■ **What you have to do**
Which lines in the data below contain the word "await"? Pull each of them out.

■ **Information**
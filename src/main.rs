use anyhow::{Context, Result};
use clap::Parser;
use job_board::cli::{handle_command, Cli};
use job_board::core::ConfigManager;
use std::fs::OpenOptions;

use tracing_subscriber::layer::SubscriberExt;
use tracing_subscriber::util::SubscriberInitExt;
use tracing_subscriber::{fmt, EnvFilter};

const DEFAULT_LOG_FILTER: &str = "info";

fn default_filter() -> EnvFilter {
    EnvFilter::try_from_default_env().unwrap_or_else(|_| EnvFilter::new(DEFAULT_LOG_FILTER))
}

#[tokio::main]
async fn main() -> Result<()> {
    let cli = Cli::parse();

    let config = ConfigManager::load()?.with_overrides(cli.overrides());
    config.ensure_directories().await?;

    // JSON log file only when configured; stderr stays human-readable
    let file_layer = match &config.environment.log_path {
        Some(path) => {
            let file = OpenOptions::new()
                .create(true)
                .append(true)
                .open(path)
                .with_context(|| format!("Failed to open log file: {}", path.display()))?;
            Some(
                fmt::layer()
                    .json()
                    .with_writer(file)
                    .with_current_span(false)
                    .with_span_list(false),
            )
        }
        None => None,
    };

    tracing_subscriber::registry()
        .with(fmt::layer().with_writer(std::io::stderr).with_target(false))
        .with(file_layer)
        .with(default_filter())
        .init();

    job_board::app_log!(
        debug,
        "Environment: {}, data: {}, backend: {}",
        config.environment_name,
        config.environment.data_path.display(),
        config.environment.store_backend
    );

    handle_command(cli, &config).await
}
// src/types/mod.rs
pub mod job;
pub mod response;

pub use job::{CompanyInfo, Education, ExperienceRange, Job, JobId, WorkMode};
pub use response::{HomePage, JobCard, JobSummary, SaveOutcome, SearchResults};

■ **Solution to this problem**
    config.ensure_directories().await?;
    handle_command(cli, &config).await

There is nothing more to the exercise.